→ Goal of the exercise
Copy out every line of the records in which "notation" can be found.

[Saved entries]
*** Block opens ***

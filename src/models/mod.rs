pub mod resume_state;
pub mod work_item;

pub use resume_state::ResumeState;
pub use work_item::{assign_output, discover_work_items, WorkItem};
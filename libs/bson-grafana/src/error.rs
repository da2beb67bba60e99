use crate::field_type::FieldType;

// ═══════════════════════════════════════════════════════════════
//  Per-value conversion errors
// ═══════════════════════════════════════════════════════════════

/// Failure to convert a single decoded value.
///
/// None of these are process-level failures: the caller decides whether a
/// failed field aborts the row, the query, or nothing at all.
#[derive(Debug, thiserror::Error)]
pub enum ConvertError {
    #[error("got value with a type not expected to be generated by BSON: {rendered} ({kind})")]
    UnrecognizedKind { kind: &'static str, rendered: String },

    #[error("extended JSON: {0}")]
    Serialization(#[from] serde_json::Error),

    #[error("decimal128 '{text}' is not a float64: {source}")]
    DecimalParse {
        text: String,
        #[source]
        source: std::num::ParseFloatError,
    },

    #[error("decimal128 '{text}' is outside the float64 range")]
    DecimalOutOfRange { text: String },

    #[error("time {millis}ms since epoch is outside the representable time range")]
    TimeOutOfRange { millis: i64 },
}

// ═══════════════════════════════════════════════════════════════
//  Frame building errors
// ═══════════════════════════════════════════════════════════════

/// Error type for schema loading and frame assembly.
#[derive(Debug, thiserror::Error)]
pub enum FrameError {
    #[error("field '{field}' row {row}: {source}")]
    Convert {
        field: String,
        row: usize,
        #[source]
        source: ConvertError,
    },

    #[error("field '{field}' row {row}: expected {expected}, got {found}")]
    TypeMismatch {
        field: String,
        row: usize,
        expected: FieldType,
        found: FieldType,
    },

    #[error("field '{field}' row {row}: missing value in non-nullable column")]
    MissingValue { field: String, row: usize },

    #[error("schema: {0}")]
    Schema(String),

    #[error("json: {0}")]
    Json(#[from] serde_json::Error),
}
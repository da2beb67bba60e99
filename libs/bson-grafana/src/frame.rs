use std::convert::identity;

use bson::{Bson, Document};
use chrono::{DateTime, Utc};
use grafana_plugin_sdk::data::{Field, Frame};
use grafana_plugin_sdk::prelude::*;

use crate::error::FrameError;
use crate::field_type::FieldType;
use crate::nullable::adapt;
use crate::schema::FrameSchema;
use crate::value::{ColumnScalar, FieldValue, RawJson};

// ═══════════════════════════════════════════════════════════════
//  FrameBuilder — documents in, Grafana frame out
// ═══════════════════════════════════════════════════════════════

/// Accumulates documents row by row into typed columns.
///
/// Column types come from the schema; a present value of any other type is
/// rejected. Rows are all-or-nothing: if any column rejects its value, no
/// column grows.
#[derive(Debug)]
pub struct FrameBuilder {
    name: String,
    columns: Vec<Column>,
    rows: usize,
}

#[derive(Debug)]
struct Column {
    name: String,
    path: String,
    nullable: bool,
    field_type: FieldType,
    values: Vec<Option<FieldValue>>,
}

impl FrameBuilder {
    pub fn new(schema: &FrameSchema) -> Result<Self, FrameError> {
        schema.validate()?;
        let columns = schema
            .fields
            .iter()
            .map(|spec| Column {
                name: spec.display_name().to_string(),
                path: spec.path.clone(),
                nullable: spec.nullable,
                field_type: spec.column_type(),
                values: Vec::new(),
            })
            .collect();
        tracing::debug!(frame = %schema.name, columns = schema.fields.len(), "frame builder created");
        Ok(Self {
            name: schema.name.clone(),
            columns,
            rows: 0,
        })
    }

    pub fn rows(&self) -> usize {
        self.rows
    }

    /// Column names with their declared type, nullability included.
    pub fn column_types(&self) -> Vec<(&str, FieldType)> {
        self.columns
            .iter()
            .map(|c| (c.name.as_str(), c.field_type))
            .collect()
    }

    pub fn column_values(&self, name: &str) -> Option<&[Option<FieldValue>]> {
        self.columns
            .iter()
            .find(|c| c.name == name)
            .map(|c| c.values.as_slice())
    }

    pub fn push_document(&mut self, doc: &Document) -> Result<(), FrameError> {
        let row = self.rows;
        let mut cells = Vec::with_capacity(self.columns.len());
        let null = Bson::Null;

        for column in &self.columns {
            let value = resolve_path(doc, &column.path).unwrap_or(&null);
            let converted = adapt(value, column.nullable).map_err(|source| FrameError::Convert {
                field: column.name.clone(),
                row,
                source,
            })?;

            let found = converted.field_type();
            match converted.into_value() {
                None if !column.nullable => {
                    return Err(FrameError::MissingValue {
                        field: column.name.clone(),
                        row,
                    });
                }
                None => cells.push(None),
                Some(value) => {
                    if column.field_type != found {
                        return Err(FrameError::TypeMismatch {
                            field: column.name.clone(),
                            row,
                            expected: column.field_type,
                            found,
                        });
                    }
                    cells.push(Some(value));
                }
            }
        }

        for (column, cell) in self.columns.iter_mut().zip(cells) {
            column.values.push(cell);
        }
        self.rows += 1;
        tracing::trace!(frame = %self.name, row, "row appended");
        Ok(())
    }

    pub fn push_documents<'a>(
        &mut self,
        docs: impl IntoIterator<Item = &'a Document>,
    ) -> Result<(), FrameError> {
        docs.into_iter().try_for_each(|doc| self.push_document(doc))
    }

    pub fn build(self) -> Result<Frame, FrameError> {
        let Self { name, columns, rows } = self;
        let column_count = columns.len();

        let mut frame = Frame::new(name.clone());
        for column in columns {
            tracing::debug!(
                frame = %name,
                field = %column.name,
                field_type = %column.field_type,
                "materializing column"
            );
            frame = frame.with_field(column.into_field()?);
        }

        tracing::debug!(frame = %name, rows, columns = column_count, "frame built");
        Ok(frame)
    }
}

// ═══════════════════════════════════════════════════════════════
//  Column materialization
// ═══════════════════════════════════════════════════════════════

macro_rules! typed_field {
    ($column:expr, $ty:ty, $to_element:expr) => {{
        let Column { name, nullable, values, .. } = $column;
        let mut cells = Vec::with_capacity(values.len());
        for (row, value) in values.into_iter().enumerate() {
            cells.push(unbox::<$ty>(&name, row, value)?);
        }
        let elements = cells.into_iter().map(|cell| cell.map($to_element));
        if nullable {
            elements.collect::<Vec<_>>().into_opt_field(name)
        } else {
            let mut dense = Vec::with_capacity(elements.len());
            for (row, element) in elements.enumerate() {
                dense.push(element.ok_or_else(|| FrameError::MissingValue {
                    field: name.clone(),
                    row,
                })?);
            }
            dense.into_field(name)
        }
    }};
}

impl Column {
    fn into_field(self) -> Result<Field, FrameError> {
        let field = match self.field_type.non_nullable_type() {
            FieldType::Int32 => typed_field!(self, i32, identity),
            FieldType::Int64 => typed_field!(self, i64, identity),
            FieldType::Float64 => typed_field!(self, f64, identity),
            FieldType::String => typed_field!(self, String, identity),
            FieldType::Bool => typed_field!(self, bool, identity),
            FieldType::Time => typed_field!(self, DateTime<Utc>, identity),
            // JSON columns travel as their raw text.
            FieldType::Json => typed_field!(self, RawJson, String::from),
            other => {
                return Err(FrameError::Schema(format!(
                    "column '{}': no frame field for type '{other}'",
                    self.name
                )));
            }
        };
        Ok(field)
    }
}

fn unbox<T: ColumnScalar>(
    field: &str,
    row: usize,
    value: Option<FieldValue>,
) -> Result<Option<T>, FrameError> {
    match value {
        None => Ok(None),
        Some(value) => T::from_value(value).map_err(|other| FrameError::TypeMismatch {
            field: field.to_string(),
            row,
            expected: T::FIELD_TYPE,
            found: other.field_type(),
        }),
    }
}

// ═══════════════════════════════════════════════════════════════
//  Dot-path lookup
// ═══════════════════════════════════════════════════════════════

/// Resolve a dot-notation path against a document. Numeric segments index
/// into arrays.
fn resolve_path<'a>(doc: &'a Document, path: &str) -> Option<&'a Bson> {
    let mut segments = path.split('.').map(str::trim).filter(|s| !s.is_empty());
    let mut current = doc.get(segments.next()?)?;
    for segment in segments {
        current = match current {
            Bson::Document(inner) => inner.get(segment)?,
            Bson::Array(items) => items.get(segment.parse::<usize>().ok()?)?,
            _ => return None,
        };
    }
    Some(current)
}
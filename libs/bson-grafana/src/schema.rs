use std::collections::HashSet;

use serde::{Deserialize, Serialize};

use crate::error::FrameError;
use crate::field_type::FieldType;

// ═══════════════════════════════════════════════════════════════
//  Column schema — which document paths become which columns
// ═══════════════════════════════════════════════════════════════

/// Per-column extraction configuration.
#[derive(Debug, Clone, PartialEq, Eq, Serialize, Deserialize)]
#[serde(rename_all = "camelCase")]
pub struct FieldSpec {
    /// Dot-notation path into the document, e.g. `"order.items.0.sku"`.
    #[serde(default)]
    pub path: String,
    #[serde(default)]
    pub alias: String,
    /// Destination column type, without nullability.
    #[serde(default)]
    pub r#type: FieldType,
    /// Whether the column admits absent entries.
    #[serde(default)]
    pub nullable: bool,
}

impl FieldSpec {
    pub fn new(path: impl Into<String>, r#type: FieldType) -> Self {
        Self {
            path: path.into(),
            alias: String::new(),
            r#type,
            nullable: false,
        }
    }

    pub fn nullable(mut self) -> Self {
        self.nullable = true;
        self
    }

    pub fn with_alias(mut self, alias: impl Into<String>) -> Self {
        self.alias = alias.into();
        self
    }

    /// The type every present value in this column must carry.
    pub fn column_type(&self) -> FieldType {
        if self.nullable {
            self.r#type.nullable_type()
        } else {
            self.r#type
        }
    }

    /// Display name: alias if set, otherwise path.
    pub fn display_name(&self) -> &str {
        if self.alias.is_empty() {
            &self.path
        } else {
            &self.alias
        }
    }
}

/// Shape of one frame: its name and ordered columns.
#[derive(Debug, Clone, PartialEq, Eq, Serialize, Deserialize)]
pub struct FrameSchema {
    #[serde(default)]
    pub name: String,
    #[serde(default)]
    pub fields: Vec<FieldSpec>,
}

impl FrameSchema {
    pub fn new(name: impl Into<String>, fields: Vec<FieldSpec>) -> Self {
        Self {
            name: name.into(),
            fields,
        }
    }

    /// Parse and validate a schema from JSON.
    pub fn from_json(text: &str) -> Result<Self, FrameError> {
        let schema: Self = serde_json::from_str(text)?;
        schema.validate()?;
        Ok(schema)
    }

    pub fn validate(&self) -> Result<(), FrameError> {
        if self.fields.is_empty() {
            return Err(FrameError::Schema("at least one field is required".into()));
        }
        let mut seen = HashSet::with_capacity(self.fields.len());
        for (i, field) in self.fields.iter().enumerate() {
            if field.path.trim().is_empty() {
                return Err(FrameError::Schema(format!("field {i}: path is required")));
            }
            if field.r#type == FieldType::Unknown {
                return Err(FrameError::Schema(format!("field {i}: type is required")));
            }
            if field.r#type.is_nullable() {
                return Err(FrameError::Schema(format!(
                    "field {i}: type '{}' is nullable, use \"nullable\": true instead",
                    field.r#type
                )));
            }
            if !seen.insert(field.display_name()) {
                return Err(FrameError::Schema(format!(
                    "field {i}: duplicate column name '{}'",
                    field.display_name()
                )));
            }
        }
        Ok(())
    }
}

*** Block closes ***

→ Answer space
/// Resolve a dot-notation path against a document. Numeric segments index
    /// Dot-notation path into the document, e.g. `"order.items.0.sku"`.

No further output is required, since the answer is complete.